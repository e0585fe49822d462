//! End-to-end scenarios against the in-memory block service.

mod e2e_files;
mod shared;
mod wire;
impl<T: BlockTransport> ScatterGatherApi for SgDriver<T> {
    fn open(&mut self, path: &str) -> Result<FileHandle, DriverError> {
        self.local_id()?;
        let handle = self.directory.open(path);
        debug!(handle, path, "[sg] Opened file");
        Ok(handle)
    }

    fn read(&mut self, handle: FileHandle, buf: &mut [u8]) -> Result<usize, DriverError> {
        self.ensure_active()?;
        let record = self.directory.get(handle)?;
        let (cursor, size) = (record.cursor(), record.size());

        if cursor >= size {
            warn!(handle, cursor, size, "[sg] Read past end of file");
            return Err(DriverError::ReadPastEnd { cursor, size });
        }

        let len = (size - cursor).min(buf.len() as u64) as usize;
        let spans = segments(cursor, len).ok_or(DriverError::OffsetOverflow { cursor, len })?;
        for segment in spans {
            let out = &mut buf[segment.buf_offset..segment.buf_offset + segment.len];
            self.read_segment(handle, &segment, out)?;
        }

        self.directory
            .get_mut(handle)?
            .set_cursor(cursor + len as u64);
        Ok(len)
    }

    fn write(&mut self, handle: FileHandle, buf: &[u8]) -> Result<usize, DriverError> {
        self.ensure_active()?;
        let cursor = self.directory.get(handle)?.cursor();
        let spans = segments(cursor, buf.len()).ok_or_else(|| {
            warn!(handle, cursor, len = buf.len(), "[sg] Write past the last file offset");
            DriverError::OffsetOverflow {
                cursor,
                len: buf.len(),
            }
        })?;

        for segment in spans {
            let bytes = &buf[segment.buf_offset..segment.buf_offset + segment.len];
            self.write_segment(handle, &segment, bytes)?;
        }
        Ok(buf.len())
    }

    fn seek(&mut self, handle: FileHandle, offset: u64) -> Result<u64, DriverError> {
        self.ensure_active()?;
        self.directory.seek(handle, offset, self.config.seek_policy)
    }

    fn close(&mut self, handle: FileHandle) -> Result<(), DriverError> {
        self.ensure_active()?;
        let record = self.directory.close(handle)?;
        debug!(
            handle,
            name = record.name(),
            size = record.size(),
            blocks = record.block_count(),
            "[sg] Closed file"
        );
        Ok(())
    }

    fn shutdown(&mut self) -> Result<CacheStats, DriverError> {
        match self.state {
            EndpointState::Stopped => return Err(DriverError::SessionStopped),
            EndpointState::Online(local) => {
                let request = Packet::new(
                    local,
                    NODE_UNKNOWN,
                    BLOCK_UNKNOWN,
                    Operation::StopEndpoint,
                    self.sequences.next_local_sequence(),
                    SEQNO_UNKNOWN,
                );
                self.exchange(&request, false)?;
                info!(local = format_args!("{:#x}", local), "[sg] Endpoint stopped");
            }
            EndpointState::Offline => {}
        }

        let stats = self
            .cache
            .take()
            .map(BlockCache::teardown)
            .ok_or(DriverError::SessionStopped)?;
        self.sequences.clear();
        self.state = EndpointState::Stopped;

        info!(
            lookups = stats.lookups,
            hits = stats.hits,
            entries = stats.entries,
            "[sg] Cache hit rate {:.2}%",
            stats.hit_rate
        );
        Ok(stats)
    }
}
//! # Scatter/Gather Driver Benchmarks
//!
//! | Area | Operation |
//! |------|-----------|
//! | Codec | Encode/decode of base and data frames |
//! | Cache | Lookup hit and miss on a full cache, insert with eviction |
//! | Driver | Quadrant rewrites and cached reads against the in-memory service |

use criterion::{black_box, criterion_group, criterion_main, BenchmarkId, Criterion, Throughput};
use rand::Rng;
use sg_driver::domain::BLOCK_SIZE;
use sg_driver::{
    BlockCache, BlockIdentity, Operation, Packet, ScatterGatherApi, QUADRANT_SIZE,
};
use sg_tests::fixtures::driver_with_capacity;

// ============================================================================
// Packet Codec
// ============================================================================

fn bench_packet_codec(c: &mut Criterion) {
    let mut group = c.benchmark_group("packet-codec");

    let mut payload = [0u8; BLOCK_SIZE];
    rand::thread_rng().fill(&mut payload[..]);
    let base = Packet::new(0x11, 0x22, 0x33, Operation::ObtainBlock, 7, 9);
    let data = base.clone().with_payload(&payload);
    let base_bytes = base.encode().unwrap();
    let data_bytes = data.encode().unwrap();

    group.bench_function("encode_base", |b| b.iter(|| black_box(base.encode().unwrap())));
    group.bench_function("encode_data", |b| b.iter(|| black_box(data.encode().unwrap())));
    group.bench_function("decode_base", |b| {
        b.iter(|| black_box(Packet::decode(&base_bytes, false).unwrap()))
    });
    group.bench_function("decode_data", |b| {
        b.iter(|| black_box(Packet::decode(&data_bytes, true).unwrap()))
    });

    group.finish();
}

// ============================================================================
// Block Cache
// ============================================================================

fn bench_block_cache(c: &mut Criterion) {
    let mut group = c.benchmark_group("block-cache");
    let block = [0xABu8; BLOCK_SIZE];

    for capacity in [8usize, 32, 128] {
        let mut cache = BlockCache::new(capacity).unwrap();
        for n in 0..capacity as u64 {
            cache
                .insert_or_update(BlockIdentity::new(1 + n % 4, n + 1), &block)
                .unwrap();
        }
        let last = capacity as u64;

        group.bench_with_input(BenchmarkId::new("lookup_hit", capacity), &capacity, |b, _| {
            b.iter(|| black_box(cache.lookup(BlockIdentity::new(1 + (last - 1) % 4, last)).is_some()))
        });
        group.bench_with_input(BenchmarkId::new("lookup_miss", capacity), &capacity, |b, _| {
            b.iter(|| black_box(cache.lookup(BlockIdentity::new(99, 99_999)).is_none()))
        });

        let mut next = last + 1;
        group.bench_with_input(BenchmarkId::new("insert_evict", capacity), &capacity, |b, _| {
            b.iter(|| {
                next += 1;
                cache
                    .insert_or_update(BlockIdentity::new(5, next), &block)
                    .unwrap()
            })
        });
    }

    group.finish();
}

// ============================================================================
// Driver
// ============================================================================

fn bench_driver_io(c: &mut Criterion) {
    let mut group = c.benchmark_group("driver");
    group.throughput(Throughput::Bytes(QUADRANT_SIZE as u64));
    let quadrant = [0x5Au8; QUADRANT_SIZE];

    group.bench_function("rewrite_quadrant", |b| {
        let mut driver = driver_with_capacity(32, 1);
        let fh = driver.open("bench.dat").unwrap();
        driver.write(fh, &quadrant).unwrap();
        b.iter(|| {
            driver.seek(fh, 0).unwrap();
            black_box(driver.write(fh, &quadrant).unwrap())
        })
    });

    group.bench_function("read_cached_quadrant", |b| {
        let mut driver = driver_with_capacity(32, 2);
        let fh = driver.open("bench.dat").unwrap();
        for _ in 0..4 {
            driver.write(fh, &quadrant).unwrap();
        }
        let mut buf = [0u8; QUADRANT_SIZE];
        b.iter(|| {
            driver.seek(fh, 0).unwrap();
            black_box(driver.read(fh, &mut buf).unwrap())
        })
    });

    group.bench_function("read_evicted_quadrant", |b| {
        let mut driver = driver_with_capacity(1, 3);
        let fh = driver.open("bench.dat").unwrap();
        driver.write(fh, &[0x11u8; 2 * BLOCK_SIZE]).unwrap();
        let mut buf = [0u8; QUADRANT_SIZE];
        let mut index = 0u64;
        b.iter(|| {
            // Alternate blocks so every read misses a one-entry cache
            index ^= 1;
            driver.seek(fh, index * BLOCK_SIZE as u64).unwrap();
            black_box(driver.read(fh, &mut buf).unwrap())
        })
    });

    group.finish();
}

criterion_group!(benches, bench_packet_codec, bench_block_cache, bench_driver_io);

criterion_main!(benches);
//! # SG Telemetry
//!
//! Log subscriber installation for binaries and test harnesses built on
//! the Scatter/Gather driver. The driver library only emits `tracing`
//! events; installing a subscriber is the caller's decision.
//!
//! ## Usage
//!
//! ```rust,no_run
//! use sg_telemetry::{init_tracing, TelemetryConfig};
//!
//! let config = TelemetryConfig::from_env();
//! let _guard = init_tracing(&config).expect("Failed to init telemetry");
//! ```
//!
//! ## Environment Variables
//!
//! | Variable | Default | Description |
//! |----------|---------|-------------|
//! | `SG_LOG_LEVEL` / `RUST_LOG` | `info` | Log filter directive |
//! | `SG_JSON_LOGS` | `false` | Emit JSON lines instead of text |
//! | `SG_SERVICE_NAME` | `sg-driver` | Service name attached to the startup event |

mod config;
mod tracing_setup;

pub use config::TelemetryConfig;
pub use tracing_setup::{init_tracing, TracingGuard};

use thiserror::Error;

/// Telemetry initialization errors
#[derive(Error, Debug)]
pub enum TelemetryError {
    #[error("Invalid log filter '{directive}': {reason}")]
    InvalidFilter { directive: String, reason: String },

    #[error("A global tracing subscriber is already installed")]
    AlreadyInitialized,
}
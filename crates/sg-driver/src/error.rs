//! Error types for the Scatter/Gather driver

use crate::domain::types::{BlockIdentity, FileHandle, NodeId, SeqNum};
use thiserror::Error;

/// Validation failures raised by the packet codec.
///
/// One variant per malformed field so callers can tell exactly which part
/// of a frame was rejected.
#[derive(Debug, Clone, PartialEq, Eq, Error)]
pub enum PacketError {
    #[error("Packet buffer is empty")]
    EmptyBuffer,

    #[error("Bad local node id (zero)")]
    BadLocalId,

    #[error("Bad remote node id (zero)")]
    BadRemoteId,

    #[error("Bad block id (zero)")]
    BadBlockId,

    #[error("Bad operation code: {code}")]
    BadOperation { code: u32 },

    #[error("Bad sender sequence number (zero)")]
    BadSenderSeq,

    #[error("Bad receiver sequence number (zero)")]
    BadReceiverSeq,

    #[error("Bad payload length: {len} (expected {expected})")]
    BadPayloadLength { len: usize, expected: usize },

    #[error("Truncated frame: {len} bytes, need {needed}")]
    Truncated { len: usize, needed: usize },

    #[error("Bad frame magic: {found:#x}")]
    BadMagic { found: u32 },

    #[error("Bad payload flag: {flag}")]
    BadPayloadFlag { flag: u8 },

    #[error("Frame carries a payload the caller did not expect")]
    UnexpectedPayload,

    #[error("Frame is missing the expected payload")]
    MissingPayload,
}

/// Failures reported by the transport collaborator.
#[derive(Debug, Clone, PartialEq, Eq, Error)]
pub enum TransportError {
    #[error("Transport unavailable: {0}")]
    Unavailable(String),

    #[error("Request rejected by service: {0}")]
    Rejected(String),
}

/// Block cache failures.
#[derive(Debug, Clone, PartialEq, Eq, Error)]
pub enum CacheError {
    #[error("Invalid cache capacity: {capacity}")]
    InvalidCapacity { capacity: usize },

    #[error("Cannot allocate cache storage for {capacity} blocks")]
    Allocation { capacity: usize },

    #[error("Reserved block identity {remote:#x}/{block:#x}")]
    ReservedIdentity { remote: u64, block: u64 },
}

/// Errors returned by every public driver entry point.
#[derive(Debug, Error)]
pub enum DriverError {
    #[error("Packet error: {0}")]
    Packet(#[from] PacketError),

    #[error("Transport error: {0}")]
    Transport(#[from] TransportError),

    #[error("Cache error: {0}")]
    Cache(#[from] CacheError),

    #[error("Invalid file handle: {handle}")]
    InvalidHandle { handle: FileHandle },

    #[error("File handle {handle} is not open")]
    FileNotOpen { handle: FileHandle },

    #[error("Read past end of file: cursor {cursor}, size {size}")]
    ReadPastEnd { cursor: u64, size: u64 },

    #[error("Seek out of range: offset {offset}, size {size}")]
    SeekOutOfRange { offset: u64, size: u64 },

    #[error("Access of {len} bytes at cursor {cursor} overflows the file offset range")]
    OffsetOverflow { cursor: u64, len: usize },

    #[error("Reserved identity returned by service: remote {remote:#x}, block {block:#x}")]
    ReservedIdentity { remote: NodeId, block: u64 },

    #[error("Response names block {answered} instead of {requested}")]
    IdentityMismatch {
        requested: BlockIdentity,
        answered: BlockIdentity,
    },

    #[error("Stale sequence from node {remote:#x}: expected at least {expected}, got {received}")]
    StaleSequence {
        remote: NodeId,
        expected: SeqNum,
        received: SeqNum,
    },

    #[error("Unexpected operation in response: sent {sent}, received {received}")]
    UnexpectedOperation { sent: String, received: String },

    #[error("Endpoint initialization rejected: local id {local:#x}")]
    EndpointRejected { local: NodeId },

    #[error("Block {index} of handle {handle} already has an identity")]
    BlockAlreadyAssigned { handle: FileHandle, index: u64 },

    #[error("Session has been shut down")]
    SessionStopped,

    #[error("Invalid configuration: {0}")]
    InvalidConfig(String),
}

impl DriverError {
    /// C-style status value for callers that need the sentinel convention.
    pub fn status_code(&self) -> i32 {
        -1
    }

    /// Whether the error aborts the in-flight call independently of its
    /// arguments. The session itself stays usable unless it was stopped.
    pub fn is_fatal(&self) -> bool {
        matches!(
            self,
            DriverError::Transport(_)
                | DriverError::Cache(CacheError::Allocation { .. })
                | DriverError::EndpointRejected { .. }
                | DriverError::SessionStopped
        )
    }
}
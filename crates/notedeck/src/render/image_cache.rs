use std::cell::RefCell;
use std::collections::HashMap;
use std::path::{Path, PathBuf};

use anyhow::{Context, Result, bail};
use base64::Engine as _;
use eframe::egui;
use rayon::prelude::*;

/// Decoded images keyed by their source string, uploaded to the GPU on first
/// use. A source that failed to load is remembered as `None` and omitted.
pub struct ImageCache {
    base_path: PathBuf,
    decoded: RefCell<HashMap<String, Option<egui::ColorImage>>>,
    textures: RefCell<HashMap<String, Option<egui::TextureHandle>>>,
}

impl ImageCache {
    pub fn new(base_path: PathBuf) -> Self {
        Self {
            base_path,
            decoded: RefCell::new(HashMap::new()),
            textures: RefCell::new(HashMap::new()),
        }
    }

    /// Decode every source in parallel so the first frames don't stall.
    pub fn preload<'a>(&self, sources: impl IntoIterator<Item = &'a str>) {
        let pending: Vec<&str> = {
            let decoded = self.decoded.borrow();
            let mut seen = Vec::new();
            for src in sources {
                if !decoded.contains_key(src) && !seen.contains(&src) {
                    seen.push(src);
                }
            }
            seen
        };
        if pending.is_empty() {
            return;
        }

        let base = self.base_path.as_path();
        let results: Vec<(String, Option<egui::ColorImage>)> = pending
            .par_iter()
            .map(|src| (src.to_string(), decode_logged(base, src)))
            .collect();

        log::debug!("preloaded {} images", results.len());
        self.decoded.borrow_mut().extend(results);
    }

    pub fn get_or_load(&self, ui: &egui::Ui, src: &str) -> Option<egui::TextureHandle> {
        if let Some(handle) = self.textures.borrow().get(src) {
            return handle.clone();
        }

        let image = match self.decoded.borrow_mut().remove(src) {
            Some(image) => image,
            None => decode_logged(&self.base_path, src),
        };
        let handle = image.map(|image| {
            ui.ctx()
                .load_texture(texture_name(src), image, egui::TextureOptions::LINEAR)
        });
        self.textures
            .borrow_mut()
            .insert(src.to_string(), handle.clone());
        handle
    }

    /// Forget everything, e.g. after the note changed on disk.
    pub fn clear(&self) {
        self.decoded.borrow_mut().clear();
        self.textures.borrow_mut().clear();
    }
}

fn texture_name(src: &str) -> String {
    if src.starts_with("data:") {
        // Data URIs can be megabytes long.
        format!("data-uri-{}", src.len())
    } else {
        src.to_string()
    }
}

fn decode_logged(base: &Path, src: &str) -> Option<egui::ColorImage> {
    match read_image_bytes(base, src).and_then(|bytes| decode(&bytes)) {
        Ok(image) => Some(image),
        Err(e) => {
            log::warn!("skipping image {}: {e:#}", short_source(src));
            None
        }
    }
}

fn short_source(src: &str) -> &str {
    match src.find(',') {
        Some(i) if src.starts_with("data:") => &src[..i],
        _ => src,
    }
}

/// Bytes for a file path (relative to the note) or a base64 `data:` URI.
pub fn read_image_bytes(base: &Path, src: &str) -> Result<Vec<u8>> {
    if let Some(rest) = src.strip_prefix("data:") {
        let Some((meta, payload)) = rest.split_once(',') else {
            bail!("malformed data URI");
        };
        if !meta.ends_with(";base64") {
            bail!("only base64 data URIs are supported");
        }
        let payload: String = payload.chars().filter(|c| !c.is_whitespace()).collect();
        return base64::engine::general_purpose::STANDARD
            .decode(payload)
            .context("invalid base64 payload");
    }
    if src.starts_with("http://") || src.starts_with("https://") {
        bail!("remote images are not fetched");
    }

    let path = Path::new(src.strip_prefix("file://").unwrap_or(src));
    let path = if path.is_absolute() {
        path.to_path_buf()
    } else {
        base.join(path)
    };
    std::fs::read(&path).with_context(|| format!("Failed to read {}", path.display()))
}

fn decode(bytes: &[u8]) -> Result<egui::ColorImage> {
    let image = image::load_from_memory(bytes).context("unsupported image data")?;
    let rgba = image.to_rgba8();
    let size = [rgba.width() as usize, rgba.height() as usize];
    Ok(egui::ColorImage::from_rgba_unmultiplied(size, rgba.as_raw()))
}

#[cfg(test)]
mod tests {
    use super::*;

    fn png_bytes() -> Vec<u8> {
        let img = image::RgbaImage::from_pixel(2, 3, image::Rgba([200, 10, 10, 255]));
        let mut out = std::io::Cursor::new(Vec::new());
        img.write_to(&mut out, image::ImageFormat::Png).unwrap();
        out.into_inner()
    }

    #[test]
    fn test_data_uri_decodes() {
        let encoded = base64::engine::general_purpose::STANDARD.encode(png_bytes());
        let src = format!("data:image/png;base64,{encoded}");
        let bytes = read_image_bytes(Path::new("."), &src).unwrap();
        let image = decode(&bytes).unwrap();
        assert_eq!(image.size, [2, 3]);
    }

    #[test]
    fn test_relative_path_resolves_against_base() {
        let dir = tempfile::tempdir().unwrap();
        std::fs::write(dir.path().join("pic.png"), png_bytes()).unwrap();
        let bytes = read_image_bytes(dir.path(), "pic.png").unwrap();
        assert!(decode(&bytes).is_ok());
    }

    #[test]
    fn test_unusable_sources_are_errors() {
        let base = Path::new(".");
        assert!(read_image_bytes(base, "data:image/png,rawbytes").is_err());
        assert!(read_image_bytes(base, "data:nocomma").is_err());
        assert!(read_image_bytes(base, "https://example.com/a.png").is_err());
        assert!(read_image_bytes(base, "/no/such/image.png").is_err());
        assert!(decode(b"not an image").is_err());
    }

    #[test]
    fn test_preload_remembers_failures() {
        let cache = ImageCache::new(PathBuf::from("/no/such/dir"));
        cache.preload(["missing.png", "missing.png"]);
        assert!(matches!(cache.decoded.borrow().get("missing.png"), Some(None)));
        assert_eq!(cache.decoded.borrow().len(), 1);
    }
}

=== EXERCISE OBJECTIVE ===
The lines to copy are those above that contain the string "PathBuf".

=== REPLY ===
use std::path::{Path, PathBuf};
    base_path: PathBuf,
    pub fn new(base_path: PathBuf) -> Self {
        let cache = ImageCache::new(PathBuf::from("/no/such/dir"));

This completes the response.